Each line that holds the string "calories" counts once. Say how many such lines the entries have, giving the number only.
---
#[cfg(test)]
mod tests {
    use super::*;
    use crate::context::BindStyle;
    use crate::types::Params;

    fn eval(expression: &str, params: Params) -> Result<bool> {
        let ast = parse_expression(expression)?;
        let ctx = CommandContext::root(params, BindStyle::Question);
        evaluate_condition(&ast, &ctx, expression)
    }

    #[test]
    fn test_null_guard_true_when_bound() {
        let params = Params::new().with("sarary", 1000);
        assert!(eval("sarary != null", params).unwrap());
    }

    #[test]
    fn test_null_guard_false_when_missing() {
        assert!(!eval("sarary != null", Params::new()).unwrap());
    }

    #[test]
    fn test_comparison_and_connectives() {
        let params = Params::new().with("age", 30).with("job", "CLERK");
        assert!(eval("age >= 18 && job == 'CLERK'", params.clone()).unwrap());
        assert!(!eval("age < 18 || job != 'CLERK'", params).unwrap());
    }

    #[test]
    fn test_single_equals_is_equality() {
        let params = Params::new().with("deptno", 20);
        assert!(eval("deptno = 20", params).unwrap());
    }

    #[test]
    fn test_dotted_identifier() {
        let params = Params::new().with(
            "emp",
            ParamValue::Map(
                [("name".to_string(), ParamValue::Utf8("SCOTT".into()))]
                    .into_iter()
                    .collect(),
            ),
        );
        assert!(eval("emp.name == 'SCOTT'", params.clone()).unwrap());
        // Missing member resolves to null rather than erroring.
        assert!(eval("emp.missing == null", params).unwrap());
    }

    #[test]
    fn test_arithmetic_and_power() {
        let params = Params::new().with("n", 3);
        assert!(eval("n * 2 + 1 == 7", params.clone()).unwrap());
        assert!(eval("n ^ 2 == 9", params).unwrap());
    }

    #[test]
    fn test_unary_not_and_parens() {
        let params = Params::new().with("active", true);
        assert!(!eval("!(active || false)", params).unwrap());
    }

    #[test]
    fn test_non_boolean_result_is_error() {
        let err = eval("1 + 1", Params::new()).unwrap_err();
        assert!(matches!(err, TwoSqlError::IllegalBoolExpression { .. }));
    }

    #[test]
    fn test_relational_on_null_is_error() {
        let err = eval("missing > 5", Params::new()).unwrap_err();
        assert!(matches!(err, TwoSqlError::IllegalBoolExpression { .. }));
    }

    #[test]
    fn test_malformed_expression_fails_at_parse() {
        assert!(parse_expression("a <").is_err());
        assert!(parse_expression("(a == 1").is_err());
        assert!(parse_expression("== 1").is_err());
    }

    #[test]
    fn test_string_concatenation() {
        let params = Params::new().with("first", "AB").with("last", "CD");
        assert!(eval("first + last == 'ABCD'", params).unwrap());
    }

    #[test]
    fn test_reserved_words_case_insensitive() {
        let params = Params::new().with("a", 1);
        assert!(eval("a != NULL", params).unwrap());
        assert!(eval("TRUE", Params::new()).unwrap());
    }
}
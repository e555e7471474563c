//! Error types for the twosql templating engine.
//!
//! Parse-time syntax errors (unclosed tokens, unclosed blocks, missing IF
//! conditions) abort template compilation with no partial tree. Expression
//! failures surface at render time carrying the offending condition text.
//! A bind-variable name missing from the parameter set is deliberately not
//! an error; it renders as a null placeholder (see `node`).

use thiserror::Error;

/// The primary error type for twosql operations.
#[derive(Error, Debug)]
pub enum TwoSqlError {
    /// A token opened in the template was never closed (e.g. `/*` without `*/`)
    #[error("unclosed token {token:?} before end of template: {rest:?}")]
    UnclosedToken { token: String, rest: String },

    /// An IF or BEGIN block was never closed with an END comment
    #[error("IF/BEGIN block is missing its closing /*END*/ comment")]
    UnclosedBlock,

    /// An IF comment with an empty condition
    #[error("IF comment has no condition expression")]
    MissingIfCondition,

    /// A condition that failed to parse or did not evaluate to a boolean
    #[error("illegal boolean expression [{expression}]: {message}")]
    IllegalBoolExpression { expression: String, message: String },

    /// Invalid argument passed to an API entry point
    #[error("invalid argument: {message}")]
    InvalidArgument { message: String },
}

impl TwoSqlError {
    /// Create an unclosed-token error for a terminator that was never found.
    pub fn unclosed_token(token: impl Into<String>, rest: impl Into<String>) -> Self {
        Self::UnclosedToken {
            token: token.into(),
            rest: rest.into(),
        }
    }

    /// Create an illegal-boolean-expression error.
    pub fn illegal_bool_expression(
        expression: impl Into<String>,
        message: impl Into<String>,
    ) -> Self {
        Self::IllegalBoolExpression {
            expression: expression.into(),
            message: message.into(),
        }
    }

    /// Create an invalid argument error.
    pub fn invalid_argument(message: impl Into<String>) -> Self {
        Self::InvalidArgument {
            message: message.into(),
        }
    }
}

/// Result type alias for twosql operations.
pub type Result<T> = std::result::Result<T, TwoSqlError>;

#[cfg(test)]
mod tests {
    use super::*;

    #[test]
    fn test_error_display() {
        let err = TwoSqlError::unclosed_token("*/", "IF bogus");
        assert_eq!(
            err.to_string(),
            "unclosed token \"*/\" before end of template: \"IF bogus\""
        );
    }

    #[test]
    fn test_illegal_bool_expression_display() {
        let err = TwoSqlError::illegal_bool_expression("a <", "unexpected end of expression");
        assert_eq!(
            err.to_string(),
            "illegal boolean expression [a <]: unexpected end of expression"
        );
    }
}
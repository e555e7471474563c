//! Parameter values and types for twosql.
//!
//! This module provides the value model used on the template boundary:
//! the caller supplies a named [`Params`] set, rendering produces ordered
//! [`ParamValue`] bind lists together with their [`DataType`] tags for the
//! downstream driver layer.

mod datatype;
mod params;
mod value;

pub use datatype::DataType;
pub use params::Params;
pub use value::ParamValue;
//! twosql - Two-Way SQL Templating Engine
//!
//! twosql parses SQL text annotated with comment-embedded directives into an
//! immutable template tree, then renders that tree against a set of named
//! parameters to produce executable SQL plus an ordered bind-value list.
//! The same file is valid SQL when handed to a database as-is (the
//! directives hide inside comments) and a dynamic statement when rendered -
//! hence "two-way".
//!
//! # Directives
//!
//! | Directive | Syntax | Effect |
//! |---|---|---|
//! | Conditional | `/*IF expr*/ ... /*END*/` | include block if expr is true |
//! | Alternate branch | `-- ELSE` inside an IF block | include when expr is false |
//! | Grouping | `/*BEGIN*/ ... /*END*/` | include only if an inner IF fired |
//! | Named bind | `/*name*/literal` | bind one value, replacing the literal |
//! | List bind | `/*name*/(...)` | expand a list to `(?, ?, ...)` |
//! | Embedded literal | `/*$name*/literal` | substitute raw SQL text, unbound |
//! | Positional bind | bare `?` | anonymous positional placeholder |
//!
//! # Quick Start
//!
//! ```rust
//! use twosql::{BindStyle, Params, Result, SqlTemplate};
//!
//! fn main() -> Result<()> {
//!     let template = SqlTemplate::parse(
//!         "SELECT * FROM emp WHERE job = /*job*/'CLERK'\
//!          /*IF deptno != null*/ AND deptno = /*deptno*/20/*END*/",
//!     )?;
//!
//!     // Both parameters present: the conditional clause is included.
//!     let params = Params::new().with("job", "MANAGER").with("deptno", 30);
//!     let rendered = template.render(&params, BindStyle::Question)?;
//!     assert_eq!(
//!         rendered.sql,
//!         "SELECT * FROM emp WHERE job = ? AND deptno = ?"
//!     );
//!
//!     // Without deptno the clause disappears along with its bind value.
//!     let params = Params::new().with("job", "MANAGER");
//!     let rendered = template.render(&params, BindStyle::Question)?;
//!     assert_eq!(rendered.sql, "SELECT * FROM emp WHERE job = ?");
//!     assert_eq!(rendered.values.len(), 1);
//!
//!     Ok(())
//! }
//! ```
//!
//! # Dynamic WHERE clauses
//!
//! ```rust
//! use twosql::{BindStyle, Params, Result, SqlTemplate};
//!
//! fn main() -> Result<()> {
//!     let template = SqlTemplate::parse(
//!         "SELECT * FROM emp\
//!          /*BEGIN*/ WHERE\
//!          /*IF job != null*/ job = /*job*/'CLERK'/*END*/\
//!          /*IF deptno != null*/ AND deptno = /*deptno*/20/*END*/\
//!          /*END*/",
//!     )?;
//!
//!     // No parameters: the whole WHERE block vanishes.
//!     let rendered = template.render(&Params::new(), BindStyle::Question)?;
//!     assert_eq!(rendered.sql, "SELECT * FROM emp");
//!
//!     Ok(())
//! }
//! ```

pub mod cache;
pub mod context;
pub mod error;
pub mod expr;
pub mod node;
pub mod parser;
pub mod tokenizer;
pub mod types;

// Re-export commonly used types
pub use cache::{TemplateCache, TemplateCacheConfig};
pub use context::BindStyle;
pub use error::{Result, TwoSqlError};
pub use types::{DataType, ParamValue, Params};

use context::CommandContext;
use node::{render, Node};
use parser::Parser;

/// A parsed two-way SQL template.
///
/// The tree inside a `SqlTemplate` is immutable and carries no render
/// state, so one parsed template can be shared (e.g. via `Arc` from a
/// [`TemplateCache`]) and rendered concurrently from many threads.
pub struct SqlTemplate {
    source: String,
    root: Node,
}

impl SqlTemplate {
    /// Parse a template.
    ///
    /// Fails with a [`TwoSqlError`] syntax variant on malformed input:
    /// an unterminated comment, an IF/BEGIN block with no matching END,
    /// an IF with an empty or malformed condition.
    pub fn parse(sql: &str) -> Result<Self> {
        let root = Parser::parse(sql)?;
        Ok(Self {
            source: sql.to_string(),
            root,
        })
    }

    /// The original template text.
    pub fn source(&self) -> &str {
        &self.source
    }

    /// The parsed node tree.
    pub fn root(&self) -> &Node {
        &self.root
    }

    /// Render the template against a parameter set.
    ///
    /// Each call uses a fresh context; rendering the same template twice
    /// with identical parameters yields identical output.
    pub fn render(&self, params: &Params, bind_style: BindStyle) -> Result<RenderedSql> {
        let mut ctx = CommandContext::root(params.clone(), bind_style);
        render(&self.root, &mut ctx)?;
        let parts = ctx.into_parts();
        Ok(RenderedSql {
            sql: parts.sql,
            sql_with_values: parts.sql_with_values,
            values: parts.bind_values,
            value_types: parts.bind_types,
            value_names: parts.bind_names,
        })
    }
}

impl std::fmt::Debug for SqlTemplate {
    fn fmt(&self, f: &mut std::fmt::Formatter<'_>) -> std::fmt::Result {
        f.debug_struct("SqlTemplate")
            .field("source", &self.source)
            .finish()
    }
}

/// The output of one render pass.
#[derive(Debug, Clone)]
pub struct RenderedSql {
    /// Final SQL in placeholder form, ready for a parameterized execution
    /// facility
    pub sql: String,
    /// Diagnostic SQL with bind values substituted as literals
    pub sql_with_values: String,
    /// Bound values, in placeholder order
    pub values: Vec<ParamValue>,
    /// Type tag of each bound value
    pub value_types: Vec<DataType>,
    /// Name of each bound value (dots replaced by underscores; list
    /// elements numbered `name1`, `name2`, ...)
    pub value_names: Vec<String>,
}

/// Prelude module for common imports.
pub mod prelude {
    pub use crate::cache::{TemplateCache, TemplateCacheConfig};
    pub use crate::context::BindStyle;
    pub use crate::error::{Result, TwoSqlError};
    pub use crate::types::{DataType, ParamValue, Params};
    pub use crate::{RenderedSql, SqlTemplate};
}

#[cfg(test)]
mod tests {
    use super::*;

    #[test]
    fn test_parse_and_render_round_trip() {
        let template = SqlTemplate::parse("SELECT * FROM emp").unwrap();
        let rendered = template.render(&Params::new(), BindStyle::Question).unwrap();
        assert_eq!(rendered.sql, "SELECT * FROM emp");
        assert!(rendered.values.is_empty());
    }

    #[test]
    fn test_source_keeps_original_text() {
        let template = SqlTemplate::parse("SELECT 1;").unwrap();
        assert_eq!(template.source(), "SELECT 1;");
    }

    #[test]
    fn test_render_is_idempotent() {
        let template =
            SqlTemplate::parse("SELECT * FROM emp WHERE deptno = /*deptno*/20").unwrap();
        let params = Params::new().with("deptno", 10);
        let first = template.render(&params, BindStyle::ColonName).unwrap();
        let second = template.render(&params, BindStyle::ColonName).unwrap();
        assert_eq!(first.sql, second.sql);
        assert_eq!(first.values, second.values);
        assert_eq!(first.value_names, second.value_names);
    }
}
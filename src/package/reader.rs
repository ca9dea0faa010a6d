//! Batch readers for sensor packages

use crate::error::TrackerError;
use crate::package::sensor::SensorPackage;

/// Reader for batches of sensor packages
pub struct PackageReader;

impl PackageReader {
    /// Parse a JSON string containing an array of packages
    pub fn parse_array(json: &str) -> Result<Vec<SensorPackage>, TrackerError> {
        let packages: Vec<SensorPackage> = serde_json::from_str(json)?;
        Ok(packages)
    }

    /// Parse newline-delimited JSON (one package per line)
    pub fn parse_ndjson(ndjson: &str) -> Result<Vec<SensorPackage>, TrackerError> {
        let mut packages = Vec::new();
        for (line_num, line) in ndjson.lines().enumerate() {
            let trimmed = line.trim();
            if trimmed.is_empty() {
                continue;
            }
            match serde_json::from_str::<SensorPackage>(trimmed) {
                Ok(package) => packages.push(package),
                Err(e) => {
                    return Err(TrackerError::ParseError(format!(
                        "Failed to parse line {}: {}",
                        line_num + 1,
                        e
                    )));
                }
            }
        }
        Ok(packages)
    }

    /// Validate a batch of packages, returning only the failures
    pub fn validate_packages(packages: &[SensorPackage]) -> Vec<PackageValidation> {
        packages
            .iter()
            .enumerate()
            .filter_map(|(index, package)| {
                package.validate().err().map(|error| PackageValidation {
                    index,
                    workout_type: package.workout_type.clone(),
                    error,
                })
            })
            .collect()
    }
}

/// A package that failed validation
#[derive(Debug)]
pub struct PackageValidation {
    pub index: usize,
    pub workout_type: String,
    pub error: TrackerError,
}
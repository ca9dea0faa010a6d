//! Workout Tracker - workout statistics from fitness sensor packages
//!
//! The tracker turns raw sensor packages into workout summaries through a short
//! deterministic pipeline: package validation → workout factory → distance,
//! mean speed and calorie calculation → summary rendering.
//!
//! ## Workouts
//!
//! - **Swimming** (`SWM`): speed from pool geometry, calories from speed and weight
//! - **Running** (`RUN`): calories from speed, weight and duration
//! - **Sports walking** (`WLK`): calories from weight, speed and height

pub mod error;
pub mod package;
pub mod tracker;
pub mod training;
pub mod types;

pub use error::TrackerError;
pub use package::{read_package, sample_packages, PackageReader, SensorPackage};
pub use tracker::{summarize, BatchReport, WorkoutTracker};
pub use training::{Running, SportsWalking, Swimming, Training, TrainingBase, Workout};
pub use types::{InfoMessage, WorkoutKind};

/// Tracker version reported by the CLI
pub const TRACKER_VERSION: &str = env!("CARGO_PKG_VERSION");

/// Producer name reported by the CLI
pub const PRODUCER_NAME: &str = "workout-tracker";
//! Package processing
//!
//! This module provides the public entry points that take sensor packages all
//! the way to workout summaries: validation → factory → calculation.

use log::{debug, warn};

use crate::error::TrackerError;
use crate::package::SensorPackage;
use crate::training::Training;
use crate::types::InfoMessage;

/// Summarize a single sensor package.
///
/// # Example
/// ```
/// use workout_tracker::summarize;
///
/// let info = summarize("SWM", &[720.0, 1.0, 80.0, 25.0, 40.0]).unwrap();
/// assert_eq!(info.training_type, "Swimming");
/// ```
pub fn summarize(workout_type: &str, data: &[f64]) -> Result<InfoMessage, TrackerError> {
    WorkoutTracker::new().process(&SensorPackage::new(workout_type, data.to_vec()))
}

/// Outcome of processing a batch of packages
#[derive(Debug, Default)]
pub struct BatchReport {
    /// Summaries of the packages that were processed, in input order
    pub summaries: Vec<InfoMessage>,
    /// Index and error of every package that failed
    pub failures: Vec<(usize, TrackerError)>,
}

impl BatchReport {
    pub fn is_clean(&self) -> bool {
        self.failures.is_empty()
    }

    /// Rendered summary lines, one per processed package
    pub fn messages(&self) -> Vec<String> {
        self.summaries.iter().map(InfoMessage::get_message).collect()
    }
}

/// Processor turning sensor packages into workout summaries
#[derive(Debug, Default)]
pub struct WorkoutTracker {
    processed: usize,
    failed: usize,
}

impl WorkoutTracker {
    pub fn new() -> Self {
        Self::default()
    }

    /// Number of packages summarized so far
    pub fn processed(&self) -> usize {
        self.processed
    }

    /// Number of packages rejected so far
    pub fn failed(&self) -> usize {
        self.failed
    }

    /// Validate a package, build its workout and summarize it
    pub fn process(&mut self, package: &SensorPackage) -> Result<InfoMessage, TrackerError> {
        match Self::summarize_package(package) {
            Ok(info) => {
                self.processed += 1;
                debug!(
                    "{} package summarized: {:.3} km, {:.3} kcal",
                    package.workout_type, info.distance, info.calories
                );
                Ok(info)
            }
            Err(e) => {
                self.failed += 1;
                warn!("{} package rejected: {}", package.workout_type, e);
                Err(e)
            }
        }
    }

    /// Process every package; a failing package does not stop the batch
    pub fn process_batch(&mut self, packages: &[SensorPackage]) -> BatchReport {
        let mut report = BatchReport::default();

        for (index, package) in packages.iter().enumerate() {
            match self.process(package) {
                Ok(info) => report.summaries.push(info),
                Err(e) => report.failures.push((index, e)),
            }
        }

        debug!(
            "batch done: {} summarized, {} failed",
            report.summaries.len(),
            report.failures.len()
        );

        report
    }

    fn summarize_package(package: &SensorPackage) -> Result<InfoMessage, TrackerError> {
        package.validate()?;
        let workout = package.to_workout()?;
        workout.show_training_info()
    }
}

#[cfg(test)]
mod tests {
    use super::*;
    use crate::package::sample_packages;
    use pretty_assertions::assert_eq;

    #[test]
    fn test_sample_batch_messages() {
        let mut tracker = WorkoutTracker::new();
        let report = tracker.process_batch(&sample_packages());

        assert!(report.is_clean());
        assert_eq!(
            report.messages(),
            vec![
                "Тип тренировки: Swimming; Длительность: 1.000 ч.; Дистанция: 0.994 км; \
                 Ср. скорость: 1.000 км/ч; Потрачено ккал: 336.000."
                    .to_string(),
                "Тип тренировки: Running; Длительность: 1.000 ч.; Дистанция: 9.750 км; \
                 Ср. скорость: 9.750 км/ч; Потрачено ккал: 699.750."
                    .to_string(),
                "Тип тренировки: SportsWalking; Длительность: 1.000 ч.; Дистанция: 5.850 км; \
                 Ср. скорость: 5.850 км/ч; Потрачено ккал: 157.500."
                    .to_string(),
            ]
        );
        assert_eq!(tracker.processed(), 3);
        assert_eq!(tracker.failed(), 0);
    }

    #[test]
    fn test_batch_continues_after_failure() {
        let packages = vec![
            SensorPackage::new("XYZ", vec![1.0, 2.0, 3.0]),
            SensorPackage::new("RUN", vec![15000.0, 1.0, 75.0]),
            SensorPackage::new("WLK", vec![9000.0, 0.0, 75.0, 180.0]),
        ];

        let mut tracker = WorkoutTracker::new();
        let report = tracker.process_batch(&packages);

        assert_eq!(report.summaries.len(), 1);
        assert_eq!(report.summaries[0].training_type, "Running");
        assert_eq!(report.failures.len(), 2);
        assert_eq!(report.failures[0].0, 0);
        assert!(matches!(report.failures[0].1, TrackerError::UnknownWorkout(_)));
        assert_eq!(report.failures[1].0, 2);
        assert!(matches!(
            report.failures[1].1,
            TrackerError::InvalidValue { field: "duration", .. }
        ));
        assert_eq!(tracker.failed(), 2);
    }

    #[test]
    fn test_summarize_unknown_code() {
        let result = summarize("XYZ", &[1.0, 2.0, 3.0]);
        assert!(matches!(result, Err(TrackerError::UnknownWorkout(_))));
    }

    #[test]
    fn test_summarize_walking() {
        let info = summarize("WLK", &[9000.0, 1.0, 75.0, 180.0]).unwrap();

        assert_eq!(info.training_type, "SportsWalking");
        assert!((info.calories - 157.5).abs() < 1e-6);
    }
}
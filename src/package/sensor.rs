//! Package definition and the workout factory

use serde::{Deserialize, Serialize};

use crate::error::TrackerError;
use crate::training::{Running, SportsWalking, Swimming, Workout};
use crate::types::WorkoutKind;

/// Build the workout calculator described by a sensor package.
///
/// # Arguments
/// * `workout_type` - Package code: "SWM", "RUN" or "WLK"
/// * `data` - Positional readings for that code:
///   - SWM: `[action, duration, weight, length_pool, count_pool]`
///   - RUN: `[action, duration, weight]`
///   - WLK: `[action, duration, weight, height]`
///
/// Unknown codes are an error; no default workout is ever substituted.
///
/// # Example
/// ```
/// use workout_tracker::{read_package, Training};
///
/// let workout = read_package("RUN", &[15000.0, 1.0, 75.0]).unwrap();
/// assert_eq!(workout.name(), "Running");
/// ```
pub fn read_package(workout_type: &str, data: &[f64]) -> Result<Workout, TrackerError> {
    let kind: WorkoutKind = workout_type.parse()?;
    check_arity(kind, data)?;

    let action = count("action", data[0])?;
    let (duration, weight) = (data[1], data[2]);

    let workout = match kind {
        WorkoutKind::Swimming => Workout::Swimming(Swimming::new(
            action,
            duration,
            weight,
            data[3],
            count("count_pool", data[4])?,
        )),
        WorkoutKind::Running => Workout::Running(Running::new(action, duration, weight)),
        WorkoutKind::Walking => {
            Workout::Walking(SportsWalking::new(action, duration, weight, data[3]))
        }
    };

    Ok(workout)
}

fn check_arity(kind: WorkoutKind, data: &[f64]) -> Result<(), TrackerError> {
    if data.len() != kind.arity() {
        return Err(TrackerError::WrongArity {
            code: kind.as_code().to_string(),
            expected: kind.arity(),
            got: data.len(),
        });
    }
    Ok(())
}

/// Convert a counter reading (steps, strokes, pool lengths) to an integer
fn count(field: &'static str, value: f64) -> Result<u64, TrackerError> {
    if !value.is_finite() || value < 0.0 || value.fract() != 0.0 || value >= u64::MAX as f64 {
        return Err(TrackerError::InvalidValue { field, value });
    }
    Ok(value as u64)
}

/// One reading package from the fitness sensor
#[derive(Debug, Clone, PartialEq, Serialize, Deserialize)]
pub struct SensorPackage {
    /// Workout code ("SWM", "RUN", "WLK")
    pub workout_type: String,
    /// Positional readings, layout depends on the workout code
    pub data: Vec<f64>,
}

impl SensorPackage {
    pub fn new(workout_type: impl Into<String>, data: Vec<f64>) -> Self {
        Self {
            workout_type: workout_type.into(),
            data,
        }
    }

    /// Workout kind named by this package
    pub fn kind(&self) -> Result<WorkoutKind, TrackerError> {
        self.workout_type.parse()
    }

    /// Build the workout calculator for this package
    pub fn to_workout(&self) -> Result<Workout, TrackerError> {
        read_package(&self.workout_type, &self.data)
    }

    /// Check the package without building a calculator.
    ///
    /// Beyond what the factory requires, this rejects readings the formulas
    /// cannot handle: non-finite values and non-positive duration, weight,
    /// height or pool length.
    pub fn validate(&self) -> Result<(), TrackerError> {
        let kind = self.kind()?;
        check_arity(kind, &self.data)?;

        for (&field, &value) in kind.fields().iter().zip(&self.data) {
            match field {
                "action" | "count_pool" => {
                    count(field, value)?;
                }
                _ => {
                    if !value.is_finite() || value <= 0.0 {
                        return Err(TrackerError::InvalidValue { field, value });
                    }
                }
            }
        }

        Ok(())
    }
}

/// Demo packages: one swim, one run and one walk
pub fn sample_packages() -> Vec<SensorPackage> {
    vec![
        SensorPackage::new("SWM", vec![720.0, 1.0, 80.0, 25.0, 40.0]),
        SensorPackage::new("RUN", vec![15000.0, 1.0, 75.0]),
        SensorPackage::new("WLK", vec![9000.0, 1.0, 75.0, 180.0]),
    ]
}
//! # palaver-types
//!
//! Wire format and identity types for the Palaver chat client engine.
//!
//! This crate provides the foundational types used across all Palaver crates:
//! - [`RoomId`], [`UserId`], [`EventId`], [`RoomAlias`] - validated identifiers
//! - [`RawEvent`], [`TypedEvent`] - raw event payloads and typed views
//! - [`SyncResponse`] - the long-poll sync wire shape
//! - [`PowerLevelsContent`] - room authorization state content
//! - [`ProtocolError`] - typed server rejection payloads

#![warn(missing_docs)]
#![warn(clippy::all)]

mod error;
mod event;
mod ids;
mod power_levels;
mod sync;

pub use error::ProtocolError;
pub use event::{event_type, EventError, MembershipEvent, MessageEvent, RawEvent, RoomEvent,
    StateEvent, TypedEvent, Unsigned};
pub use ids::{EventId, IdentifierError, RoomAlias, RoomId, UserId};
pub use power_levels::{NotificationLevels, PowerLevelAction, PowerLevelsContent};
pub use sync::{CachedFilter, DeviceLists, EventContainer, FilterDefinition, InvitedRoom,
    JoinedRoom, LeftRoom, Rooms, StateBlock, SyncResponse, Timeline};
//! # palaver-client
//!
//! The I/O half of the Palaver chat client engine: the HTTP transport,
//! persistent storage seams, the long-poll sync loop, room-state
//! projection onto a typed event bus, power-level authorization, room
//! upgrade traversal and encryption orchestration.
//!
//! The pure decision logic (power arithmetic, membership selection, the
//! sync lifecycle state machine, filter reuse) lives in `palaver-core`;
//! this crate executes those decisions against real collaborators.
//!
//! ## Quick start
//!
//! ```no_run
//! use palaver_client::{Client, MemoryStorage, ReqwestTransport};
//!
//! # async fn run() -> Result<(), Box<dyn std::error::Error>> {
//! let transport = ReqwestTransport::new("https://chat.example.org", Some("TOKEN".into()));
//! let client = Client::new(transport, MemoryStorage::new());
//!
//! let mut messages = client.bus().subscribe_messages();
//! client.start_sync(None).await?;
//! while let Ok(message) = messages.recv().await {
//!     println!("{}: {:?}", message.room_id, message.event.content.get("body"));
//! }
//! # Ok(())
//! # }
//! ```

#![warn(missing_docs)]
#![warn(clippy::all)]

pub mod authz;
pub mod bus;
pub mod client;
pub mod crypto;
pub mod preprocessor;
pub mod projector;
pub mod state_reader;
pub mod storage;
pub mod transport;
pub mod upgrades;

pub use authz::AuthzError;
pub use bus::{
    AccountDataSignal, EventBus, RoomEventSignal, RoomInvite, RoomJoin, RoomLeave,
    DEFAULT_BUS_CAPACITY,
};
pub use client::{Client, ClientError, Space};
pub use crypto::{CryptoEngine, CryptoError, EncryptionOrchestrator, MockCryptoEngine};
pub use preprocessor::{EventKind, Preprocessor, PreprocessorRegistry};
pub use projector::RoomStateProjector;
pub use state_reader::{MemoryStateReader, StateReadError, StateReader};
pub use storage::{MemoryStorage, Storage, StorageError};
pub use transport::{
    HttpTransport, Method, MockTransport, RecordedRequest, ReqwestTransport, TransportError,
};
pub use upgrades::{upgrade_history, RoomUpgradeHistory, RoomUpgradeLink};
---
Response area |
5